The show is driven by emotion and how it correlates to the unknown, how the unknown leaves so much up to interpretation.

It’s a quiet, methodical show for the most part, looking for answers to humanity rather than searching for answers to the mystery of what causes these anomalies. What’s causing it is there, fairly front and center, but solving it isn’t necessarily the focus. It’s the people it touches and the lives it changes, as people search for a part of themselves they have lost over time.

It can be downright heartbreaking at times when reality hits characters, with Rebecca Hall on the first episode, Jonathan Pryce on the fourth, and Ato Essandoh on the sixth. Over these three episodes provided for review (out of eight), it becomes clear that the show isn’t so interested in the why, but the what that it causes.

Tales From The Loop
Tales From The Loop. Photo Credit: Jan Thijs/Amazon.

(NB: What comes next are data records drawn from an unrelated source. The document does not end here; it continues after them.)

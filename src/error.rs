//! # EnOcean Error Handling
//!
//! This module defines the EnOceanError enum, which represents the different error
//! types that can occur in the enocean-rs crate.
//!
//! Channel-level decode problems are not errors: they are carried
//! as [`crate::payload::Validity::Invalid`] on the affected value so sibling
//! channels keep decoding. Only whole-telegram failures surface here.

use crate::eep::EepId;
use thiserror::Error;

/// Represents the different error types that can occur in the EnOcean crate.
#[derive(Debug, Error)]
pub enum EnOceanError {
    /// No profile is registered for the RORG/FUNC/TYPE triplet.
    #[error("EEP profile not found: {0}")]
    ProfileNotFound(EepId),

    /// Two table entries claim the same triplet.
    #[error("Duplicate EEP profile: {0}")]
    DuplicateProfile(EepId),

    /// A profile definition is self-contradictory.
    #[error("Invalid profile {eep}: {reason}")]
    InvalidProfile { eep: String, reason: String },

    /// A channel definition is self-contradictory.
    #[error("Invalid channel {channel} in profile {eep}: {reason}")]
    InvalidChannel {
        eep: String,
        channel: String,
        reason: String,
    },

    /// The profile table document could not be read or understood.
    #[error("Profile table error: {0}")]
    ProfileTable(String),

    /// The profile table declares a schema version this crate cannot read.
    #[error("Unsupported profile table version {found} (supported: {supported})")]
    UnsupportedTableVersion { found: u32, supported: u32 },

    /// Malformed EEP identifier text such as "D2-5O-00".
    #[error("Invalid EEP identifier: {0}")]
    InvalidEepId(String),

    /// Malformed device address text.
    #[error("Invalid device address: {0}")]
    InvalidAddress(String),

    /// The telegram RORG does not match the resolved profile.
    #[error("RORG mismatch: telegram 0x{telegram:02X}, profile {profile}")]
    RorgMismatch { telegram: u8, profile: EepId },

    /// The channel name is not part of the profile.
    #[error("Unknown channel {channel} for profile {eep}")]
    UnknownChannel { eep: EepId, channel: String },

    /// The channel surfaces on a read-only platform.
    #[error("Channel {0} does not accept commands")]
    NotCommandCapable(String),

    /// A command value lies outside the channel's declared domain.
    #[error("Command value for {channel} out of domain: {detail}")]
    CommandOutOfDomain { channel: String, detail: String },

    /// No binding exists for the device address.
    #[error("Unknown device: {0}")]
    UnknownDevice(String),

    /// Indicates an error when parsing an ESP3 packet.
    #[error("Error parsing ESP3 packet: {0}")]
    PacketParseError(String),

    /// A packet block is longer than its ESP3 length field can express.
    #[error("ESP3 {block} block too long: {len} bytes")]
    PacketTooLarge { block: &'static str, len: usize },

    /// Indicates a CRC8 mismatch in an ESP3 header or data block.
    #[error("Invalid CRC8: expected 0x{expected:02X}, calculated 0x{calculated:02X}")]
    InvalidCrc { expected: u8, calculated: u8 },

    /// Indicates an invalid hexadecimal string was provided.
    #[error("Invalid hexadecimal string")]
    InvalidHexString,

    /// Configuration could not be loaded.
    #[error("Configuration error: {0}")]
    Config(String),

    /// Device store could not be read or written.
    #[error("Device store error: {0}")]
    DeviceStore(String),

    /// The gateway service has stopped.
    #[error("Gateway service closed")]
    ServiceClosed,

    #[error("I/O error: {0}")]
    Io(#[from] std::io::Error),

    /// A catch‑all error for uncategorized cases.
    #[error("Other error: {0}")]
    Other(String),
}

impl From<crate::util::hex::HexError> for EnOceanError {
    fn from(_: crate::util::hex::HexError) -> Self {
        EnOceanError::InvalidHexString
    }
}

For that, Tales From The Loop finds a profound beauty in introspection, where the science is the catalyst to delving deeper into these people and their lives.

The performances are subtle, but they are full of depth. Ato Essandoh’s journey on the sixth episode is easy to connect to, his character so in conflict with himself that it’s fascinating to see a fairly familiar story take such a refreshing approach of digging deeper into what makes someone who they are.

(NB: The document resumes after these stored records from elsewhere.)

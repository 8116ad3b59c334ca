//! # ESP3 Serial Framing
//!
//! Parsing and building of EnOcean Serial Protocol 3 packets, the framing
//! spoken by USB and serial EnOcean transceivers:
//!
//! ```text
//! 0x55 | data len (2) | opt len | type | CRC8H | data | optional | CRC8D
//! ```
//!
//! Parsing is done with `nom`; building writes into a `BytesMut`.
//!
//! ## Usage
//!
//! ```rust
//! use enocean_rs::esp3::{build_packet, parse_packet, Esp3Packet};
//!
//! let bytes = build_packet(&Esp3Packet::reset()).unwrap();
//! assert_eq!(&bytes[..], &[0x55, 0x00, 0x01, 0x00, 0x05, 0x70, 0x02, 0x0E]);
//!
//! let (rest, packet) = parse_packet(&bytes).unwrap();
//! assert!(rest.is_empty());
//! assert_eq!(packet, Esp3Packet::reset());
//! ```

pub mod crc;
pub mod erp1;
pub mod stream;

pub use crc::crc8;
pub use erp1::{erp1_from_telegram, telegram_from_erp1};
pub use stream::Esp3Decoder;

use crate::constants::{
    CO_RD_IDBASE, CO_WR_RESET, ESP3_HEADER_LEN, ESP3_PACKET_COMMON_COMMAND, ESP3_PACKET_EVENT,
    ESP3_PACKET_RADIO_ERP1, ESP3_PACKET_RESPONSE, ESP3_SYNC_BYTE,
};
use crate::error::EnOceanError;
use crate::telegram::DeviceAddress;
use bytes::{BufMut, BytesMut};
use nom::bytes::complete::{tag, take};
use nom::number::complete::{be_u16, be_u8};
use nom::IResult;

#[derive(Debug, Clone, Copy, PartialEq, Eq)]
pub enum PacketType {
    RadioErp1,
    Response,
    Event,
    CommonCommand,
    Other(u8),
}

impl From<u8> for PacketType {
    fn from(value: u8) -> Self {
        match value {
            ESP3_PACKET_RADIO_ERP1 => PacketType::RadioErp1,
            ESP3_PACKET_RESPONSE => PacketType::Response,
            ESP3_PACKET_EVENT => PacketType::Event,
            ESP3_PACKET_COMMON_COMMAND => PacketType::CommonCommand,
            other => PacketType::Other(other),
        }
    }
}

impl From<PacketType> for u8 {
    fn from(value: PacketType) -> Self {
        match value {
            PacketType::RadioErp1 => ESP3_PACKET_RADIO_ERP1,
            PacketType::Response => ESP3_PACKET_RESPONSE,
            PacketType::Event => ESP3_PACKET_EVENT,
            PacketType::CommonCommand => ESP3_PACKET_COMMON_COMMAND,
            PacketType::Other(other) => other,
        }
    }
}

/// One ESP3 packet with verified CRCs.
#[derive(Debug, Clone, PartialEq, Eq)]
pub struct Esp3Packet {
    pub packet_type: PacketType,
    pub data: Vec<u8>,
    pub optional: Vec<u8>,
}

impl Esp3Packet {
    pub fn new(packet_type: PacketType, data: Vec<u8>, optional: Vec<u8>) -> Self {
        Self {
            packet_type,
            data,
            optional,
        }
    }

    /// `CO_WR_RESET`: restart the transceiver.
    pub fn reset() -> Self {
        Self::new(PacketType::CommonCommand, vec![CO_WR_RESET], Vec::new())
    }

    /// `CO_RD_IDBASE`: ask for the transceiver's base ID.
    pub fn read_base_id() -> Self {
        Self::new(PacketType::CommonCommand, vec![CO_RD_IDBASE], Vec::new())
    }

    /// Base ID from a successful `CO_RD_IDBASE` response.
    pub fn base_id(&self) -> Option<DeviceAddress> {
        if self.packet_type != PacketType::Response || self.data.len() < 5 || self.data[0] != 0 {
            return None;
        }
        let mut id = [0u8; 4];
        id.copy_from_slice(&self.data[1..5]);
        Some(DeviceAddress(id))
    }
}

/// Raw frame fields before CRC verification.
struct RawFrame<'a> {
    header: &'a [u8],
    header_crc: u8,
    packet_type: u8,
    data: &'a [u8],
    optional: &'a [u8],
    data_crc: u8,
}

fn parse_raw(input: &[u8]) -> IResult<&[u8], RawFrame<'_>> {
    let (input, _) = tag(&[ESP3_SYNC_BYTE][..])(input)?;
    let (_, header) = take(4usize)(input)?;
    let (input, data_len) = be_u16(input)?;
    let (input, optional_len) = be_u8(input)?;
    let (input, packet_type) = be_u8(input)?;
    let (input, header_crc) = be_u8(input)?;
    let (input, data) = take(usize::from(data_len))(input)?;
    let (input, optional) = take(usize::from(optional_len))(input)?;
    let (input, data_crc) = be_u8(input)?;
    Ok((
        input,
        RawFrame {
            header,
            header_crc,
            packet_type,
            data,
            optional,
            data_crc,
        },
    ))
}

fn verify(raw: &RawFrame<'_>) -> Result<(), EnOceanError> {
    let calculated = crc8(raw.header);
    if calculated != raw.header_crc {
        return Err(EnOceanError::InvalidCrc {
            expected: raw.header_crc,
            calculated,
        });
    }
    let calculated = crc::crc8_chain(&[raw.data, raw.optional]);
    if calculated != raw.data_crc {
        return Err(EnOceanError::InvalidCrc {
            expected: raw.data_crc,
            calculated,
        });
    }
    Ok(())
}

/// Parse one packet at the start of `input`, verifying both CRCs.
///
/// A CRC mismatch is reported as a nom `Verify` error; use
/// [`decode_packet`] to get the mismatch details.
pub fn parse_packet(input: &[u8]) -> IResult<&[u8], Esp3Packet> {
    let (rest, raw) = parse_raw(input)?;
    if verify(&raw).is_err() {
        return Err(nom::Err::Error(nom::error::Error::new(
            input,
            nom::error::ErrorKind::Verify,
        )));
    }
    Ok((
        rest,
        Esp3Packet::new(raw.packet_type.into(), raw.data.to_vec(), raw.optional.to_vec()),
    ))
}

/// Decode exactly one complete packet.
pub fn decode_packet(input: &[u8]) -> Result<Esp3Packet, EnOceanError> {
    let (rest, raw) = parse_raw(input).map_err(|e| EnOceanError::PacketParseError(e.to_string()))?;
    verify(&raw)?;
    if !rest.is_empty() {
        return Err(EnOceanError::PacketParseError(format!(
            "{} trailing bytes after packet",
            rest.len()
        )));
    }
    Ok(Esp3Packet::new(
        raw.packet_type.into(),
        raw.data.to_vec(),
        raw.optional.to_vec(),
    ))
}

/// Serialise a packet including sync byte and both CRCs.
pub fn build_packet(packet: &Esp3Packet) -> Result<BytesMut, EnOceanError> {
    let data_len = u16::try_from(packet.data.len()).map_err(|_| EnOceanError::PacketTooLarge {
        block: "data",
        len: packet.data.len(),
    })?;
    let optional_len =
        u8::try_from(packet.optional.len()).map_err(|_| EnOceanError::PacketTooLarge {
            block: "optional",
            len: packet.optional.len(),
        })?;

    let mut buf =
        BytesMut::with_capacity(ESP3_HEADER_LEN + packet.data.len() + packet.optional.len() + 1);
    buf.put_u8(ESP3_SYNC_BYTE);
    buf.put_u16(data_len);
    buf.put_u8(optional_len);
    buf.put_u8(packet.packet_type.into());
    let header_crc = crc8(&buf[1..5]);
    buf.put_u8(header_crc);
    buf.put_slice(&packet.data);
    buf.put_slice(&packet.optional);
    buf.put_u8(crc::crc8_chain(&[packet.data.as_slice(), packet.optional.as_slice()]));
    Ok(buf)
}

#[cfg(test)]
mod tests {
    use super::*;
    use crate::util::hex::decode_hex;

    #[test]
    fn test_reset_packet_bytes() {
        let bytes = build_packet(&Esp3Packet::reset()).unwrap();
        assert_eq!(&bytes[..], &[0x55, 0x00, 0x01, 0x00, 0x05, 0x70, 0x02, 0x0E]);
    }

    #[test]
    fn test_parse_leaves_trailing_input() {
        let mut bytes = build_packet(&Esp3Packet::read_base_id()).unwrap().to_vec();
        bytes.extend_from_slice(&[0x55, 0x00]);
        let (rest, packet) = parse_packet(&bytes).unwrap();
        assert_eq!(rest, &[0x55, 0x00]);
        assert_eq!(packet.data, vec![CO_RD_IDBASE]);
        assert!(decode_packet(&bytes).is_err());
    }

    #[test]
    fn test_header_crc_mismatch() {
        let mut bytes = build_packet(&Esp3Packet::reset()).unwrap().to_vec();
        bytes[5] ^= 0xFF;
        assert!(matches!(
            decode_packet(&bytes),
            Err(EnOceanError::InvalidCrc { .. })
        ));
        assert!(parse_packet(&bytes).is_err());
    }

    #[test]
    fn test_data_crc_mismatch() {
        let mut bytes = build_packet(&Esp3Packet::reset()).unwrap().to_vec();
        let last = bytes.len() - 1;
        bytes[last] ^= 0x01;
        assert!(matches!(
            decode_packet(&bytes),
            Err(EnOceanError::InvalidCrc { expected: 0x0F, calculated: 0x0E })
        ));
    }

    #[test]
    fn test_truncated_packet() {
        let bytes = build_packet(&Esp3Packet::reset()).unwrap();
        assert!(matches!(
            decode_packet(&bytes[..5]),
            Err(EnOceanError::PacketParseError(_))
        ));
    }

    #[test]
    fn test_oversized_blocks_rejected() {
        let packet = Esp3Packet::new(PacketType::RadioErp1, vec![0; 0x1_0000], Vec::new());
        assert!(matches!(
            build_packet(&packet),
            Err(EnOceanError::PacketTooLarge { block: "data", len: 0x1_0000 })
        ));

        let packet = Esp3Packet::new(PacketType::RadioErp1, vec![0xD5], vec![0; 256]);
        assert!(matches!(
            build_packet(&packet),
            Err(EnOceanError::PacketTooLarge { block: "optional", len: 256 })
        ));

        let packet = Esp3Packet::new(PacketType::RadioErp1, vec![0; 0xFFFF], vec![0; 255]);
        assert_eq!(build_packet(&packet).unwrap().len(), ESP3_HEADER_LEN + 0xFFFF + 255 + 1);
    }

    #[test]
    fn test_base_id_response() {
        let packet = decode_packet(&build_packet(&Esp3Packet::new(
            PacketType::Response,
            decode_hex("00 FF 80 12 00 0A").unwrap(),
            Vec::new(),
        ))
        .unwrap())
        .unwrap();
        assert_eq!(packet.base_id(), Some(DeviceAddress([0xFF, 0x80, 0x12, 0x00])));

        let failed = Esp3Packet::new(PacketType::Response, vec![0x02], Vec::new());
        assert_eq!(failed.base_id(), None);
    }
}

Rebecca Hall’s Loretta is mostly the main character of the show, at least based on these episodes, and she makes for a wonderful lead as she balances the difficulties of The Loop work and her home as her past catches up with her. Hall plays Loretta with this sense of duty while the hollowness of that past hurdles back buried hardships that reflect back on her in the present.

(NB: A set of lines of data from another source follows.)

//! Per-device runtime state.

use crate::dispatch::entity::{entities_for, EntityDescriptor};
use crate::eep::{EepId, ProfileDescriptor};
use crate::payload::ChannelValue;
use crate::telegram::DeviceAddress;
use serde::Serialize;
use std::collections::HashMap;
use std::time::{Duration, Instant};

#[derive(Debug, Clone, Copy, PartialEq, Eq, Serialize)]
#[serde(rename_all = "snake_case")]
pub enum Availability {
    Available,
    Unavailable,
}

/// A device paired with its profile and the entities created for it.
///
/// A new binding starts `Available` with `last_seen` set to its creation
/// time, so a restored device that never speaks goes unavailable one
/// timeout after startup.
#[derive(Debug, Clone)]
pub struct DeviceBinding {
    pub address: DeviceAddress,
    pub eep: EepId,
    pub entities: Vec<EntityDescriptor>,
    states: HashMap<String, ChannelValue>,
    availability: Availability,
    last_seen: Instant,
    last_rssi: Option<i8>,
}

impl DeviceBinding {
    pub fn new(address: DeviceAddress, profile: &ProfileDescriptor, now: Instant) -> Self {
        Self {
            address,
            eep: profile.eep,
            entities: entities_for(&address, profile),
            states: HashMap::new(),
            availability: Availability::Available,
            last_seen: now,
            last_rssi: None,
        }
    }

    pub fn availability(&self) -> Availability {
        self.availability
    }

    pub fn last_seen(&self) -> Instant {
        self.last_seen
    }

    pub fn last_rssi(&self) -> Option<i8> {
        self.last_rssi
    }

    pub fn state(&self, channel: &str) -> Option<&ChannelValue> {
        self.states.get(channel)
    }

    pub fn entity_for_channel(&self, channel: &str) -> Option<&EntityDescriptor> {
        self.entities
            .iter()
            .find(|e| e.channel.as_deref() == Some(channel))
    }

    pub(crate) fn set_state(&mut self, channel: &str, value: ChannelValue) {
        self.states.insert(channel.to_string(), value);
    }

    pub(crate) fn set_rssi(&mut self, dbm: i8) {
        self.last_rssi = Some(dbm);
    }

    /// Record a received telegram. Returns the new state when the device
    /// was unavailable.
    pub fn on_telegram(&mut self, now: Instant) -> Option<Availability> {
        self.last_seen = now;
        if self.availability == Availability::Unavailable {
            self.availability = Availability::Available;
            Some(Availability::Available)
        } else {
            None
        }
    }

    /// Mark the device unavailable once `timeout` has passed since it was
    /// last seen. Returns the new state on a real transition only.
    pub fn check_timeout(&mut self, now: Instant, timeout: Duration) -> Option<Availability> {
        if self.availability == Availability::Available
            && now.saturating_duration_since(self.last_seen) >= timeout
        {
            self.availability = Availability::Unavailable;
            Some(Availability::Unavailable)
        } else {
            None
        }
    }
}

It’s the kind of clever use of the show’s science to really tell a big picture story on the scale of one person, where that one story says so much about life, regrets, and its malleable way of changing us.

Tales From The Loop
Tales From The Loop. Photo Credit: Jan Thijs/Amazon.

The score is inspiring and boosting, both the masterful Philip Glass and rising star Paul Leonard-Morgan creating an emotional, piano-centric sound that helps drive home the impact on these characters’ lives. The themes and the melodic riffs during quieter moments really help drive home moments, the unique style really building a mood.

It’s also a beautiful show, with directors like Mark Romanek and Andrew Stanton, to name a few, tackling episodes. The look of the show is a mixture of muted interiors and vibrant exteriors, where the snow and rain during particular scenes really help to set the tone. While these three episodes only hint at the larger scale of Stalenhag’s art, there is enough to set the impression that we’re only scratching the surface of what’s possible with The Loop.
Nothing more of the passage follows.